Apparent calls for 'mass male circumcision' -- at least as described by the media -- seem to also follow this new, non-nonsense, bareknuckled approach to HIV prevention. Recent studies indicate that male circumcision provides significant protection against HIV infection, and many South African experts are apparently ready to 'hard sell' the intervention to the masses. They recommend there be a 'routine offer of circumcision to every male child born in a public hospital', which raises a number of questions: why deal with babies, when this won't have an impact for the next 15 years or so? How will communities respond to such aggressive policies? Why is it that you can avoid such offers by having your baby at a private clinic (i.e. being wealthy)? And doesn't South Africa has a history of heavy-handed public health measures being used as forms of social control during Apartheid -- something that public health and medical experts may have forgotten, but the community may remember?

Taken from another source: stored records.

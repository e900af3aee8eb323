use glam::DVec2;

use crate::error::{Result, TrailError};

/// The last `len` head positions, newest first.
///
/// Stored as a ring: `advance` overwrites the oldest slot and moves the base,
/// so a frame costs O(1) regardless of length. `node(i)` always reads the
/// i-th most recent position.
#[derive(Debug, Clone)]
pub struct NodeHistory {
    slots: Vec<DVec2>,
    /// Slot holding node 0.
    head: usize,
}

impl NodeHistory {
    /// Every slot starts at `start`, so a trail grows out of a single point
    /// over its first `len - 1` frames.
    pub fn new(len: usize, start: DVec2) -> Result<Self> {
        if len == 0 {
            return Err(TrailError::InvalidLength(len));
        }
        Ok(Self {
            slots: vec![start; len],
            head: 0,
        })
    }

    pub fn len(&self) -> usize {
        self.slots.len()
    }

    /// Always false; a history holds at least one node.
    pub fn is_empty(&self) -> bool {
        self.slots.is_empty()
    }

    /// Drops the oldest node and makes `new_head` node 0.
    pub fn advance(&mut self, new_head: DVec2) {
        let len = self.slots.len();
        self.head = (self.head + len - 1) % len;
        self.slots[self.head] = new_head;
    }

    /// The i-th most recent position. Panics if `i >= len()`.
    #[inline]
    pub fn node(&self, i: usize) -> DVec2 {
        let len = self.slots.len();
        assert!(i < len, "node {i} out of range for history of {len}");
        self.slots[(self.head + i) % len]
    }

    pub fn head(&self) -> DVec2 {
        self.slots[self.head]
    }

    pub fn tail(&self) -> DVec2 {
        self.node(self.slots.len() - 1)
    }

    /// Newest to oldest.
    pub fn iter(&self) -> impl Iterator<Item = DVec2> + '_ {
        let (older, newer) = self.slots.split_at(self.head);
        newer.iter().chain(older.iter()).copied()
    }
}

#[cfg(test)]
mod tests {
    use super::*;

    fn xs(history: &NodeHistory) -> Vec<f64> {
        history.iter().map(|p| p.x).collect()
    }

    #[test]
    fn starts_collapsed() {
        let history = NodeHistory::new(4, DVec2::new(3.0, 4.0)).unwrap();
        assert_eq!(history.len(), 4);
        assert!(history.iter().all(|p| p == DVec2::new(3.0, 4.0)));
    }

    #[test]
    fn rejects_empty() {
        assert_eq!(
            NodeHistory::new(0, DVec2::ZERO).unwrap_err(),
            TrailError::InvalidLength(0)
        );
    }

    #[test]
    fn advance_shifts_toward_tail() {
        let mut history = NodeHistory::new(3, DVec2::ZERO).unwrap();
        history.advance(DVec2::new(1.0, 0.0));
        assert_eq!(xs(&history), vec![1.0, 0.0, 0.0]);
        history.advance(DVec2::new(2.0, 0.0));
        assert_eq!(xs(&history), vec![2.0, 1.0, 0.0]);
        history.advance(DVec2::new(3.0, 0.0));
        assert_eq!(xs(&history), vec![3.0, 2.0, 1.0]);
        assert_eq!(history.head(), DVec2::new(3.0, 0.0));
        assert_eq!(history.tail(), DVec2::new(1.0, 0.0));
    }

    #[test]
    fn index_reads_match_iteration_after_wrapping() {
        let mut history = NodeHistory::new(5, DVec2::ZERO).unwrap();
        for step in 1..=13 {
            history.advance(DVec2::splat(step as f64));
        }
        let by_index: Vec<DVec2> = (0..history.len()).map(|i| history.node(i)).collect();
        let by_iter: Vec<DVec2> = history.iter().collect();
        assert_eq!(by_index, by_iter);
        assert_eq!(xs(&history), vec![13.0, 12.0, 11.0, 10.0, 9.0]);
    }

    #[test]
    fn single_slot_history_keeps_latest() {
        let mut history = NodeHistory::new(1, DVec2::ZERO).unwrap();
        history.advance(DVec2::ONE);
        assert_eq!(history.head(), DVec2::ONE);
        assert_eq!(history.tail(), DVec2::ONE);
    }

    #[test]
    #[should_panic]
    fn out_of_range_read_panics() {
        let history = NodeHistory::new(2, DVec2::ZERO).unwrap();
        history.node(2);
    }
}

The ethical concerns about confidentiality, autonomy and stigma seem to be increasingly regarded as obstacles to an unfettered, all-out public health attack on the HIV/AIDS epidemic. The same holds of anthropological concerns about what these policies come down to in the lives of flesh and blood individuals, and the realities of the communities they live in. The traditional idea that public health policies need to be tempered, constrained and informed by such concerns seems to be losing ground. Will these 'tough love' approaches to HIV prevention turn the tide? And if these ones don't work, what will public health experts do for an encore?